__SUPPLIED DATA__:
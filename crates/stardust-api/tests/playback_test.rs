//! Integration tests for the playback session routes.

mod common;

use std::time::Duration;

use axum::http::StatusCode;
use stardust_test_support::ManualSpeechBackend;
use uuid::Uuid;

#[tokio::test]
async fn test_start_playback_returns_201_with_initial_snapshot() {
    let app = common::build_test_app();

    let (status, json) = common::post_json(
        &app.router,
        "/api/v1/playback",
        &serde_json::json!({ "story_slug": "demo" }),
    )
    .await;

    assert_eq!(status, StatusCode::CREATED);
    assert!(json["session_id"].is_string());
    let snapshot = &json["snapshot"];
    assert_eq!(snapshot["scene_index"], 0);
    assert_eq!(snapshot["scene_number"], 1);
    assert_eq!(snapshot["scene_count"], 3);
    assert_eq!(snapshot["is_playing"], false);
    assert_eq!(snapshot["is_muted"], false);
    assert_eq!(snapshot["progress_fraction"], 0.0);
    assert_eq!(snapshot["has_previous"], false);
    assert_eq!(snapshot["has_next"], true);
    assert_eq!(snapshot["story_title"], "Luna's Mars Adventure");
    assert!(snapshot["scene"]["narrationText"].is_string());
    assert_eq!(app.state.sessions.len(), 1);
}

#[tokio::test]
async fn test_start_playback_with_inline_story() {
    let app = common::build_test_app();
    let story = serde_json::json!({
        "storyTitle": "Moon Nap",
        "ageRange": "2-4 years",
        "estimatedReadTimeSeconds": 40,
        "scenes": [
            { "title": "Yawn", "narrationText": "The moon yawned." },
            { "title": "Sleep", "narrationText": "The moon slept." }
        ]
    });

    let (status, json) = common::post_json(
        &app.router,
        "/api/v1/playback",
        &serde_json::json!({ "story": story, "voice_style": "cheerful" }),
    )
    .await;

    assert_eq!(status, StatusCode::CREATED);
    assert_eq!(json["snapshot"]["story_title"], "Moon Nap");
    assert_eq!(json["snapshot"]["scene_count"], 2);
}

#[tokio::test]
async fn test_start_playback_rejects_story_without_scenes() {
    let app = common::build_test_app();

    let (status, json) = common::post_json(
        &app.router,
        "/api/v1/playback",
        &serde_json::json!({ "story": { "title": "Empty", "scenes": [] } }),
    )
    .await;

    assert_eq!(status, StatusCode::BAD_REQUEST);
    assert_eq!(json["error"], "validation_error");
}

#[tokio::test]
async fn test_start_playback_requires_exactly_one_story_source() {
    let app = common::build_test_app();

    let (status, json) =
        common::post_json(&app.router, "/api/v1/playback", &serde_json::json!({})).await;

    assert_eq!(status, StatusCode::BAD_REQUEST);
    assert_eq!(json["error"], "validation_error");
}

#[tokio::test]
async fn test_start_playback_with_unknown_slug_returns_404() {
    let app = common::build_test_app();

    let (status, json) = common::post_json(
        &app.router,
        "/api/v1/playback",
        &serde_json::json!({ "story_slug": "dragons" }),
    )
    .await;

    assert_eq!(status, StatusCode::NOT_FOUND);
    assert_eq!(json["error"], "story_not_found");
}

#[tokio::test(start_paused = true)]
async fn test_play_complete_and_auto_advance_round_trip() {
    // Arrange
    let app = common::build_test_app();
    let id = common::start_demo_session(&app.router).await;

    // Act
    let (status, json) =
        common::post_empty(&app.router, &format!("/api/v1/playback/{id}/toggle-playback")).await;

    // Assert
    assert_eq!(status, StatusCode::OK);
    assert_eq!(json["outcome"], "applied");
    assert!(json.get("reason").is_none());
    assert_eq!(json["snapshot"]["is_playing"], true);

    // Act
    app.backend.wait_for_requests(1).await;
    app.backend.finish_current();
    tokio::time::sleep(Duration::from_millis(1500)).await;
    let (status, json) = common::get_json(&app.router, &format!("/api/v1/playback/{id}")).await;

    // Assert
    assert_eq!(status, StatusCode::OK);
    assert_eq!(json["scene_index"], 1);
    assert_eq!(json["is_playing"], false);
    let progress = json["progress_fraction"].as_f64().unwrap();
    assert!((progress - 2.0 / 3.0).abs() < 1e-9);
}

#[tokio::test]
async fn test_prev_scene_progress_uses_landing_index() {
    let app = common::build_test_app();
    let id = common::start_demo_session(&app.router).await;

    common::post_empty(&app.router, &format!("/api/v1/playback/{id}/next-scene")).await;
    common::post_empty(&app.router, &format!("/api/v1/playback/{id}/next-scene")).await;
    let (status, json) =
        common::post_empty(&app.router, &format!("/api/v1/playback/{id}/prev-scene")).await;

    assert_eq!(status, StatusCode::OK);
    assert_eq!(json["snapshot"]["scene_index"], 1);
    let progress = json["snapshot"]["progress_fraction"].as_f64().unwrap();
    assert!((progress - 1.0 / 3.0).abs() < 1e-9);
}

#[tokio::test]
async fn test_next_scene_at_last_scene_is_reported_as_ignored() {
    let app = common::build_test_app();
    let id = common::start_demo_session(&app.router).await;
    let uri = format!("/api/v1/playback/{id}/next-scene");

    common::post_empty(&app.router, &uri).await;
    common::post_empty(&app.router, &uri).await;
    let (status, json) = common::post_empty(&app.router, &uri).await;

    assert_eq!(status, StatusCode::OK);
    assert_eq!(json["outcome"], "ignored");
    assert_eq!(json["reason"], "at_last_scene");
    assert_eq!(json["snapshot"]["scene_index"], 2);
    assert_eq!(json["snapshot"]["is_last_scene"], true);
}

#[tokio::test]
async fn test_toggle_mute_while_playing_interrupts_narration() {
    // Arrange
    let app = common::build_test_app();
    let id = common::start_demo_session(&app.router).await;
    common::post_empty(&app.router, &format!("/api/v1/playback/{id}/toggle-playback")).await;
    app.backend.wait_for_requests(1).await;

    // Act
    let (_, json) =
        common::post_empty(&app.router, &format!("/api/v1/playback/{id}/toggle-mute")).await;
    common::post_empty(&app.router, &format!("/api/v1/playback/{id}/toggle-playback")).await;
    app.backend.wait_for_requests(2).await;

    // Assert
    assert_eq!(json["snapshot"]["is_playing"], false);
    assert_eq!(json["snapshot"]["is_muted"], true);
    assert!(app.backend.requests()[1].voice.volume.abs() < f32::EPSILON);
}

#[tokio::test]
async fn test_events_endpoint_returns_journal() {
    let app = common::build_test_app();
    let id = common::start_demo_session(&app.router).await;
    common::post_empty(&app.router, &format!("/api/v1/playback/{id}/next-scene")).await;
    common::post_empty(&app.router, &format!("/api/v1/playback/{id}/toggle-mute")).await;

    let (status, json) =
        common::get_json(&app.router, &format!("/api/v1/playback/{id}/events")).await;

    assert_eq!(status, StatusCode::OK);
    let events = json.as_array().unwrap();
    assert_eq!(events.len(), 2);
    assert_eq!(events[0]["metadata"]["event_type"], "playback.scene_changed");
    assert_eq!(events[0]["metadata"]["sequence_number"], 1);
    assert_eq!(events[0]["kind"]["type"], "scene_changed");
    assert_eq!(events[1]["kind"]["type"], "mute_toggled");
    assert_eq!(events[1]["kind"]["muted"], true);
}

#[tokio::test]
async fn test_delete_ends_session() {
    let app = common::build_test_app();
    let id = common::start_demo_session(&app.router).await;

    let status = common::delete(&app.router, &format!("/api/v1/playback/{id}")).await;
    let (after, json) = common::get_json(&app.router, &format!("/api/v1/playback/{id}")).await;

    assert_eq!(status, StatusCode::NO_CONTENT);
    assert_eq!(after, StatusCode::NOT_FOUND);
    assert_eq!(json["error"], "session_not_found");
    assert!(app.state.sessions.is_empty());
}

#[tokio::test]
async fn test_unknown_session_returns_404() {
    let app = common::build_test_app();
    let id = Uuid::new_v4();

    let (status, json) =
        common::post_empty(&app.router, &format!("/api/v1/playback/{id}/next-scene")).await;

    assert_eq!(status, StatusCode::NOT_FOUND);
    assert_eq!(json["error"], "session_not_found");
}

#[tokio::test(start_paused = true)]
async fn test_unavailable_speech_still_advances_silently() {
    // Arrange
    let app = common::build_test_app_with(ManualSpeechBackend::unavailable());
    let id = common::start_demo_session(&app.router).await;

    // Act
    common::post_empty(&app.router, &format!("/api/v1/playback/{id}/toggle-playback")).await;
    tokio::time::sleep(Duration::from_millis(1500)).await;
    let (_, json) = common::get_json(&app.router, &format!("/api/v1/playback/{id}")).await;

    // Assert
    assert_eq!(json["scene_index"], 1);
    assert_eq!(json["is_playing"], false);
    assert!(app.backend.requests().is_empty());
}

__WHAT THE EXERCISE ASKS__:
Search the material above for the word "tests", and return each line that holds it.

__PROBLEM SOLUTION__:
filename crates/stardust-api/tests/playback_test.rs
//! Integration tests for the playback session routes.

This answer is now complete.